Artificial intelligence is poised to revolutionize the field of radiology as a tool to improve disease detection, diagnosis, and clinical care. The technology has the potential to assist clinicians by uncovering hidden information within imaging scans invisible to even the well-trained eye.
In a paper published in JAMA Oncology, Columbia University researchers demonstrate that applying artificial intelligence to standard-of-care imaging can help predict how well immunotherapy will work for patients with melanoma. In particular, they developed a machine learning algorithm that analyzes a patient’s computed tomography (CT) scans and creates a biomarker—known as a radiomic signature—that correlates with patient outcome.
The signature used specific features of the tumor to determine with high accuracy whether a given individual’s disease would respond well to immunotherapy, remain stable, or continue to progress. The goal of immunotherapy, which has become a primary treatment for melanoma, is to stimulate a patient’s own immune system to fight cancer.
“We hope to take a patient early on who looks like they are not doing well on a given therapy because of their signature and enhance, change, or add another drug to the therapy,” says Lawrence H. Schwartz, MD, the James Picker Professor and chair of the Department of Radiology at Columbia University Vagelos College of Physicians and Surgeons (VP&S). “[The goal is to] really optimize an individualized cancer care for each patient in real time.”
Dr. Schwartz, a member of the Herbert Irving Comprehensive Cancer Center (HICCC), aims to expand the project with his colleagues to a variety of different tumor types—such as lung cancer, colon cancer, renal cancer, and prostate cancer—as well as other treatments beyond immunotherapy. The researchers wanted to start with a novel therapy and chose melanoma because of the recent, rapid adoption of immunotherapy for the disease.
Currently, clinicians rely almost entirely on tumor size to estimate the benefit of a therapy. Patients receive a baseline CT scan and then subsequent follow-up scans after treatment has begun. If the tumor shrinks, the treatment seems to be working, while growth implies that the patient’s disease is getting worse.
But this is not necessarily the case with immunotherapy, and studies have shown that tumor size and growth does not always correlate with overall survival.

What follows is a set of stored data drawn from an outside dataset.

//! Utility functions for formatting and path handling.
//!
//! These produce the human-readable container-level texts of a report
//! (file size and duration) and extract display names from paths.

use std::path::Path;

use crate::error::{CoreError, CoreResult};

/// Formats seconds as HH:MM:SS (e.g., 3725.0 -> "01:02:05").
/// Returns "??:??:??" for invalid inputs.
#[must_use]
pub fn format_duration(seconds: f64) -> String {
    if seconds < 0.0 || !seconds.is_finite() {
        return "??:??:??".to_string();
    }

    let total_seconds = seconds as u64;
    let hours = total_seconds / 3600;
    let minutes = (total_seconds % 3600) / 60;
    let secs = total_seconds % 60;
    format!("{hours:02}:{minutes:02}:{secs:02}")
}

/// Formats bytes with appropriate binary units (B, KiB, MiB, GiB).
#[must_use]
pub fn format_bytes(bytes: u64) -> String {
    const KIB: f64 = 1024.0;
    const MIB: f64 = KIB * 1024.0;
    const GIB: f64 = MIB * 1024.0;

    let bytes_f64 = bytes as f64;
    if bytes_f64 >= GIB {
        format!("{:.2} GiB", bytes_f64 / GIB)
    } else if bytes_f64 >= MIB {
        format!("{:.2} MiB", bytes_f64 / MIB)
    } else if bytes_f64 >= KIB {
        format!("{:.2} KiB", bytes_f64 / KIB)
    } else {
        format!("{bytes} B")
    }
}

/// Extracts the file name component of a path.
/// Returns an error if the path has no file name component (e.g. `/` or `..`).
pub fn get_filename_safe(path: &Path) -> CoreResult<String> {
    Ok(path
        .file_name()
        .ok_or_else(|| {
            CoreError::PathError(format!("Failed to get filename for {}", path.display()))
        })?
        .to_string_lossy()
        .to_string())
}

/// Case-insensitive check of a path's extension against an allowlist.
#[must_use]
pub fn has_extension_in(path: &Path, extensions: &[String]) -> bool {
    path.extension()
        .and_then(|ext| ext.to_str())
        .map(|ext_str| {
            extensions
                .iter()
                .any(|allowed| ext_str.eq_ignore_ascii_case(allowed))
        })
        .unwrap_or(false)
}

#[cfg(test)]
mod tests {
    use super::*;

    #[test]
    fn test_format_duration() {
        assert_eq!(format_duration(0.0), "00:00:00");
        assert_eq!(format_duration(59.0), "00:00:59");
        assert_eq!(format_duration(80.0), "00:01:20");
        assert_eq!(format_duration(3600.0), "01:00:00");
        assert_eq!(format_duration(3661.0), "01:01:01");
        assert_eq!(format_duration(90061.0), "25:01:01");

        // Fractional seconds truncate
        assert_eq!(format_duration(59.9), "00:00:59");

        assert_eq!(format_duration(-1.0), "??:??:??");
        assert_eq!(format_duration(f64::INFINITY), "??:??:??");
        assert_eq!(format_duration(f64::NAN), "??:??:??");
    }

    #[test]
    fn test_format_bytes() {
        assert_eq!(format_bytes(0), "0 B");
        assert_eq!(format_bytes(1023), "1023 B");
        assert_eq!(format_bytes(1024), "1.00 KiB");
        assert_eq!(format_bytes(1536), "1.50 KiB");
        assert_eq!(format_bytes(1024 * 1024), "1.00 MiB");
        assert_eq!(format_bytes(12_897_484), "12.30 MiB");
        assert_eq!(format_bytes(1024 * 1024 * 1024 * 2), "2.00 GiB");
    }

    #[test]
    fn test_get_filename_safe() {
        assert_eq!(
            get_filename_safe(Path::new("/videos/clip.mp4")).unwrap(),
            "clip.mp4"
        );
        assert_eq!(
            get_filename_safe(Path::new("clip.MOV")).unwrap(),
            "clip.MOV"
        );
        assert!(matches!(
            get_filename_safe(Path::new("/")),
            Err(CoreError::PathError(_))
        ));
    }

    #[test]
    fn test_has_extension_in() {
        let allowed = vec!["mp4".to_string(), "m2t".to_string()];
        assert!(has_extension_in(Path::new("a.mp4"), &allowed));
        assert!(has_extension_in(Path::new("a.MP4"), &allowed));
        assert!(has_extension_in(Path::new("dir/b.m2t"), &allowed));
        assert!(!has_extension_in(Path::new("a.mkv"), &allowed));
        assert!(!has_extension_in(Path::new("mp4"), &allowed));
    }
}
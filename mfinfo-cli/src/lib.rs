// mfinfo-cli/src/lib.rs
//
// Library portion of the mfinfo CLI application.
// Contains argument definitions, command logic and output surfaces.

pub mod cli;
pub mod commands;
pub mod error;
pub mod logging;
pub mod selection;
pub mod terminal;

// Re-export items needed by the binary or integration tests
pub use cli::{Cli, Commands, DumpArgs, OutputFormat, ShowArgs};
pub use commands::dump::run_dump;
pub use commands::show::run_show;
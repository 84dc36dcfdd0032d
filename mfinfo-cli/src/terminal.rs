// ============================================================================
// mfinfo-cli/src/terminal.rs
// ============================================================================
//
// TERMINAL OUTPUT: Report surfaces for stdout
//
// Both surfaces buffer rows while the viewer fills them and write everything
// in one go on `finish`, so a report is never printed half-built.
//
// KEY COMPONENTS:
// - TerminalTable: aligned key-value table grouped by section
// - JsonSurface: JSON array of {section, key, value}
// - should_use_color: color detection for stdout/stderr

// ---- External crate imports ----
use mfinfo_core::{ReportRow, ReportSurface};
use owo_colors::OwoColorize;
use supports_color::Stream;
use unicode_width::UnicodeWidthStr;

// ---- Standard library imports ----
use std::io::{self, Write};

/// Indentation of key lines under a section header.
const KEY_INDENT: &str = "  ";

/// Decides whether output on `stream` is colored.
///
/// Off when `--no-color` was given, when `NO_COLOR` is set, or when the
/// stream is not a color-capable terminal.
pub fn should_use_color(no_color_flag: bool, stream: Stream) -> bool {
    if no_color_flag || std::env::var_os("NO_COLOR").is_some() {
        return false;
    }
    supports_color::on(stream).is_some()
}

/// Key-value table grouped by section.
///
/// ```text
/// File
///   Name          : clip.mp4
///   Size          : 12.30 MiB
///   Format Detail : QuickTime / MOV
///
/// Stream 0 (VIDEO)
///   Codec ID      : h264
/// ```
pub struct TerminalTable<W: Write> {
    out: W,
    color: bool,
    sections: Vec<(String, Vec<(String, String)>)>,
}

impl<W: Write> TerminalTable<W> {
    pub fn new(out: W, color: bool) -> Self {
        Self {
            out,
            color,
            sections: Vec::new(),
        }
    }

    /// Writes the buffered report and returns the writer.
    pub fn finish(mut self) -> io::Result<W> {
        let key_width = self
            .sections
            .iter()
            .flat_map(|(_, entries)| entries.iter().map(|(key, _)| key.width()))
            .max()
            .unwrap_or(0);

        for (position, (section, entries)) in self.sections.iter().enumerate() {
            if position > 0 {
                writeln!(self.out)?;
            }
            if self.color {
                writeln!(self.out, "{}", section.bold().cyan())?;
            } else {
                writeln!(self.out, "{section}")?;
            }

            for (key, value) in entries {
                let padding = " ".repeat(key_width.saturating_sub(key.width()));
                if self.color {
                    writeln!(
                        self.out,
                        "{KEY_INDENT}{}{padding} : {}",
                        key.bright_white(),
                        value
                    )?;
                } else {
                    writeln!(self.out, "{KEY_INDENT}{key}{padding} : {value}")?;
                }
            }
        }

        self.out.flush()?;
        Ok(self.out)
    }
}

impl<W: Write> ReportSurface for TerminalTable<W> {
    fn clear(&mut self) {
        self.sections.clear();
    }

    fn add(&mut self, section: &str, key: &str, value: &str) {
        let entry = (key.to_string(), value.to_string());
        match self.sections.iter_mut().find(|(name, _)| name == section) {
            Some((_, entries)) => entries.push(entry),
            None => self.sections.push((section.to_string(), vec![entry])),
        }
    }
}

/// Report surface that prints a JSON array.
pub struct JsonSurface<W: Write> {
    out: W,
    rows: Vec<ReportRow>,
}

impl<W: Write> JsonSurface<W> {
    pub fn new(out: W) -> Self {
        Self {
            out,
            rows: Vec::new(),
        }
    }

    /// Writes the buffered rows and returns the writer.
    pub fn finish(mut self) -> io::Result<W> {
        serde_json::to_writer_pretty(&mut self.out, &self.rows)?;
        writeln!(self.out)?;
        self.out.flush()?;
        Ok(self.out)
    }
}

impl<W: Write> ReportSurface for JsonSurface<W> {
    fn clear(&mut self) {
        self.rows.clear();
    }

    fn add(&mut self, section: &str, key: &str, value: &str) {
        self.rows.push(ReportRow::new(section, key, value));
    }
}
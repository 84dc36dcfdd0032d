// ============================================================================
// mfinfo-core/src/media/document.rs
// ============================================================================
//
// PROBE DOCUMENT MAPPING: ffprobe JSON -> MediaInfo
//
// ffprobe describes a file as a JSON document with a `format` object and a
// `streams` array (`-print_format json -show_format -show_streams`). This
// module deserializes the parts mfinfo displays and maps them onto the media
// model.
//
// ffprobe writes most numbers as strings ("size": "12345", "bit_rate":
// "128000") while the `ffprobe` crate re-serializes some of them as integers,
// so every scalar field here accepts either form.

// ---- External crate imports ----
use serde::{Deserialize, Deserializer};
use serde_json::Value;

// ---- Standard library imports ----
use std::path::Path;

// ---- Internal crate imports ----
use crate::error::CoreResult;
use crate::external::FileMetadataProvider;
use crate::media::info::{CodecType, FieldOrder, MediaInfo, Rational, Stream};
use crate::utils::{format_bytes, format_duration, get_filename_safe};

/// Codec id shown when the probe reports no codec name.
pub const NO_CODEC_ID: &str = "none";

/// Size text shown when neither the probe nor the filesystem knows the size.
pub const UNKNOWN_SIZE_TEXT: &str = "N/A";

/// Subset of an ffprobe document that the report needs.
#[derive(Debug, Clone, Default, Deserialize)]
pub struct ProbeDocument {
    #[serde(default)]
    pub format: ProbeFormat,
    #[serde(default)]
    pub streams: Vec<ProbeStream>,
}

#[derive(Debug, Clone, Default, Deserialize)]
pub struct ProbeFormat {
    #[serde(default, deserialize_with = "lenient_text")]
    pub filename: Option<String>,
    #[serde(default, deserialize_with = "lenient_text")]
    pub format_name: Option<String>,
    #[serde(default, deserialize_with = "lenient_text")]
    pub format_long_name: Option<String>,
    #[serde(default, deserialize_with = "lenient_text")]
    pub duration: Option<String>,
    #[serde(default, deserialize_with = "lenient_text")]
    pub size: Option<String>,
}

#[derive(Debug, Clone, Default, Deserialize)]
pub struct ProbeStream {
    #[serde(default, deserialize_with = "lenient_int")]
    pub index: Option<i64>,
    #[serde(default, deserialize_with = "lenient_text")]
    pub codec_type: Option<String>,
    #[serde(default, deserialize_with = "lenient_text")]
    pub codec_name: Option<String>,
    #[serde(default, deserialize_with = "lenient_int")]
    pub width: Option<i64>,
    #[serde(default, deserialize_with = "lenient_int")]
    pub height: Option<i64>,
    #[serde(default, deserialize_with = "lenient_text")]
    pub avg_frame_rate: Option<String>,
    #[serde(default, deserialize_with = "lenient_text")]
    pub field_order: Option<String>,
    #[serde(default, deserialize_with = "lenient_text")]
    pub display_aspect_ratio: Option<String>,
    #[serde(default, deserialize_with = "lenient_int")]
    pub bit_rate: Option<i64>,
    #[serde(default, deserialize_with = "lenient_int")]
    pub channels: Option<i64>,
}

impl ProbeDocument {
    /// Deserializes the report-relevant parts of a full ffprobe document.
    pub fn from_value(document: &Value) -> CoreResult<Self> {
        Ok(Self::deserialize(document)?)
    }
}

/// Builds the media model for `path` from its probe document.
///
/// The displayed name is the file name of the selected path, so saved
/// documents captured elsewhere still show the file the user picked.
pub fn media_info_from_document(
    path: &Path,
    document: &ProbeDocument,
    files: &dyn FileMetadataProvider,
) -> MediaInfo {
    let format = &document.format;

    let filename = get_filename_safe(path)
        .ok()
        .or_else(|| format.filename.clone())
        .unwrap_or_else(|| path.display().to_string());

    let size_bytes = format
        .size
        .as_deref()
        .and_then(|s| s.trim().parse::<u64>().ok())
        .or_else(|| match files.get_size(path) {
            Ok(size) => Some(size),
            Err(e) => {
                log::debug!(
                    "No size in probe document and file size unavailable for {}: {}",
                    path.display(),
                    e
                );
                None
            }
        });

    let duration_secs = format
        .duration
        .as_deref()
        .and_then(|d| d.trim().parse::<f64>().ok())
        .unwrap_or(f64::NAN);

    MediaInfo {
        filename,
        file_size_text: size_bytes
            .map(format_bytes)
            .unwrap_or_else(|| UNKNOWN_SIZE_TEXT.to_string()),
        duration_text: format_duration(duration_secs),
        format_long_name: format.format_long_name.clone().unwrap_or_default(),
        format_name: format.format_name.clone().unwrap_or_default(),
        streams: document
            .streams
            .iter()
            .enumerate()
            .map(|(position, stream)| stream_from_probe(position, stream))
            .collect(),
    }
}

fn stream_from_probe(position: usize, stream: &ProbeStream) -> Stream {
    Stream {
        index: stream.index.unwrap_or(position as i64),
        codec_type: stream
            .codec_type
            .as_deref()
            .map(CodecType::from_probe_name)
            .unwrap_or_default(),
        codec_id: stream
            .codec_name
            .clone()
            .unwrap_or_else(|| NO_CODEC_ID.to_string()),
        width: stream.width.unwrap_or(0).max(0),
        height: stream.height.unwrap_or(0).max(0),
        frame_rate: stream
            .avg_frame_rate
            .as_deref()
            .map(Rational::parse)
            .unwrap_or_default(),
        field_order: stream
            .field_order
            .as_deref()
            .map(FieldOrder::from_probe_name)
            .unwrap_or_default(),
        aspect_ratio: stream
            .display_aspect_ratio
            .as_deref()
            .map(Rational::parse)
            .unwrap_or_default(),
        bit_rate: stream.bit_rate.unwrap_or(0),
        channels: stream.channels.unwrap_or(0).max(0),
    }
}

fn lenient_text<'de, D>(deserializer: D) -> Result<Option<String>, D::Error>
where
    D: Deserializer<'de>,
{
    Ok(match Option::<Value>::deserialize(deserializer)? {
        Some(Value::String(s)) => Some(s),
        Some(Value::Number(n)) => Some(n.to_string()),
        _ => None,
    })
}

fn lenient_int<'de, D>(deserializer: D) -> Result<Option<i64>, D::Error>
where
    D: Deserializer<'de>,
{
    Ok(match Option::<Value>::deserialize(deserializer)? {
        Some(Value::Number(n)) => n.as_i64(),
        Some(Value::String(s)) => s.trim().parse().ok(),
        _ => None,
    })
}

“Most of the current response criteria were developed several decades ago to assess the response to systemic treatments like chemotherapy,” says the study’s first author Laurent Dercle, MD, Ph.D., an associate research scientist in the Department of Radiology at VP&S. “Immunotherapy has new patterns of response and progression, with some patients having a transitory increase in tumor size and then a response. Because of that, we needed to create new tools in order to predict treatment success.”
Biologically, tumors may evolve throughout the course of a patient’s disease in ways that are more complex than a measure of size alone can reflect. As an example of this, the researchers found that their machine learning algorithm worked best when it took not only tumor volume and growth into account, but also tumor spatial heterogeneity, or the non-uniform distribution of cancer cells across disease sites, and texture, which looks at the variation of pixel intensities across the tumor CT image.
The researchers validated the algorithm on data from 287 patients with advanced melanoma who participated in the KEYNOTE-002 and KEYNOTE-006 multicenter clinical trials, which administered the immunotherapy drug pembrolizumab. The radiomic signature, which used CT images obtained at baseline and 3-month follow-up, was able to estimate overall survival at 6 months with a high degree of accuracy. In fact, it outperformed the standard method based on tumor diameter, known as Response Evaluation Criteria in Solid Tumors 1.1 (RECIST 1.1), which is commonly used in clinical trials to assess treatment efficacy.
“The field of radiology and imaging in general has never been more exciting with this artificial intelligence revolution,” says Dr. Schwartz. “We’ve always looked at advances in terms of new machines, new tracers, and things like this. But this gives us an opportunity to optimize the information that we have from all of our imaging modalities to speed diagnosis, to become more accurate and precise, and give patients more effective treatments.”